Dipstick-based rapid nucleic acids purification and CRISPR/Cas12a-mediated isothermal amplification for visual detection of African swine fever virus.

African swine fever virus (ASFV) can cause highly contagious and fatal disease among domestic pigs, resulting in considerable economic losses for swine breeders. There is a strong demand for accurate, rapid, and simple detection methods especially for on-site application. Nucleic acid testing is the most commonly used method for ASFVdetection. However, traditional nucleic acid purification step is time- and labor-consuming. The nucleic acid purification, amplification and amplicons detection rely on laboratory settings which limits the on-site detection. Here, we proposed a simple and cost-effective detection method that utilized filter paper to purify nucleic acids from swine blood and employed CRISPR/Cas12a-mediated loop-mediated isothermal amplification (LAMP) reaction to detect ASFV. The filter paper which was made into dipsticks could effectively purify nucleic acids from whole blood in 2 min. This simple and low-cost purification method avoided multiple pipetting steps and potential amplification inhibitors (e.g., ethanol) that were generally used in traditional nucleic acids extraction processes. After nucleic acid purification, the lyophilized LAMP reagent dissolved by elution solution was employed to perform isothermal amplification reaction on a portable heating block.

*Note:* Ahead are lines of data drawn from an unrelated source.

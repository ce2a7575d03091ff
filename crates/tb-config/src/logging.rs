use std::collections::HashMap;
use std::path::PathBuf;

use serde::Deserialize;

/// Logging configuration. All fields have defaults so the entire `[logging]`
/// section may be omitted from `tumbler.toml`.
#[derive(Debug, Clone, Deserialize)]
#[serde(default)]
pub struct LoggingConfig {
    /// Global log level filter (e.g. `"info"`, `"debug"`).
    pub level: String,
    /// Per-module level overrides, e.g. `{ "tb_runtime::reader" = "debug" }`.
    pub modules: HashMap<String, String>,
    /// Optional log file. Relative paths resolve against the config file's
    /// directory.
    pub file: Option<PathBuf>,
    pub format: LogFormat,
}

impl Default for LoggingConfig {
    fn default() -> Self {
        Self {
            level: "info".to_string(),
            modules: HashMap::new(),
            file: None,
            format: LogFormat::Plain,
        }
    }
}

/// Log output format.
#[derive(Debug, Clone, Copy, PartialEq, Eq, Deserialize)]
#[serde(rename_all = "lowercase")]
pub enum LogFormat {
    Plain,
    Json,
}
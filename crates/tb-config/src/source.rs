use std::path::PathBuf;

use serde::Deserialize;

/// Partitioned event source (`[source]`).
#[derive(Debug, Clone, Deserialize)]
pub struct SourceConfig {
    pub uri: String,
    #[serde(default = "default_topic")]
    pub topic: String,
    pub partitions: u32,
    /// Number of reader tasks per consumer group. Partitions are assigned
    /// round-robin.
    #[serde(default = "default_parallelism")]
    pub parallelism: usize,
    #[serde(default)]
    pub start: StartPolicy,
    /// Explicit chrono pattern for the `timestamp` field. ISO-8601 otherwise.
    #[serde(default)]
    pub timestamp_format: Option<String>,
}

fn default_topic() -> String {
    "events".to_string()
}

fn default_parallelism() -> usize {
    3
}

/// Where a consumer group starts reading when it boots.
#[derive(Debug, Clone, Copy, Default, PartialEq, Eq, Deserialize)]
#[serde(rename_all = "lowercase")]
pub enum StartPolicy {
    /// Resume at the committed offset; `earliest` when nothing is committed.
    #[default]
    Committed,
    Earliest,
    Latest,
}

#[derive(Debug, Clone, PartialEq, Eq)]
pub enum SourceUri {
    /// Directory of `<topic>-<partition>.jsonl` files.
    Jsonl(PathBuf),
}

pub fn parse_source_uri(uri: &str) -> anyhow::Result<SourceUri> {
    if let Some(path) = uri.strip_prefix("jsonl://") {
        if path.is_empty() {
            anyhow::bail!("jsonl:// source URI has an empty path");
        }
        return Ok(SourceUri::Jsonl(PathBuf::from(path)));
    }
    anyhow::bail!("unsupported source URI scheme: {uri:?} (expected jsonl://)")
}

#[cfg(test)]
mod tests {
    use super::*;

    #[test]
    fn parse_jsonl_source() {
        assert_eq!(
            parse_source_uri("jsonl://data/events").unwrap(),
            SourceUri::Jsonl(PathBuf::from("data/events")),
        );
    }

    #[test]
    fn reject_unknown_scheme() {
        assert!(parse_source_uri("kafka://localhost:9092").is_err());
        assert!(parse_source_uri("jsonl://").is_err());
    }
}
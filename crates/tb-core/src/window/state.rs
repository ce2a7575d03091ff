use std::collections::BTreeMap;

use serde::{Deserialize, Serialize};

use crate::event::Event;
use crate::source::{Offset, PartitionId};

/// First and last source offsets folded into a window from one partition.
#[derive(Debug, Clone, Copy, PartialEq, Eq, Serialize, Deserialize)]
pub struct OffsetSpan {
    pub first: Offset,
    pub last: Offset,
}

/// Incremental aggregate of one window. Owned by exactly one worker.
#[derive(Debug, Clone, PartialEq, Default)]
pub struct WindowState {
    pub count: u64,
    pub sum: f64,
    /// Tag of the first event folded in processing order.
    pub sample_tag: String,
    pub spans: BTreeMap<PartitionId, OffsetSpan>,
}

impl WindowState {
    pub fn fold(&mut self, partition: PartitionId, offset: Offset, event: &Event) {
        if self.count == 0 {
            self.sample_tag.clone_from(&event.tag);
        }
        self.count += 1;
        self.sum += event.value;
        self.spans
            .entry(partition)
            .and_modify(|span| {
                span.first = span.first.min(offset);
                span.last = span.last.max(offset);
            })
            .or_insert(OffsetSpan {
                first: offset,
                last: offset,
            });
    }
}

The CRISPR/Cas12a system was designed to specifically detect amplicons. Assisted by a portable homemade device, the fluorescent signals produced by positive samples could be observed by the naked eye, while negative samples remained colorless. The whole detection procedure could be finished within 50 min with a detection limit of one copies/μL. This established method provided a novel strategy for rapid visualized detection and showed great potential for on-site application.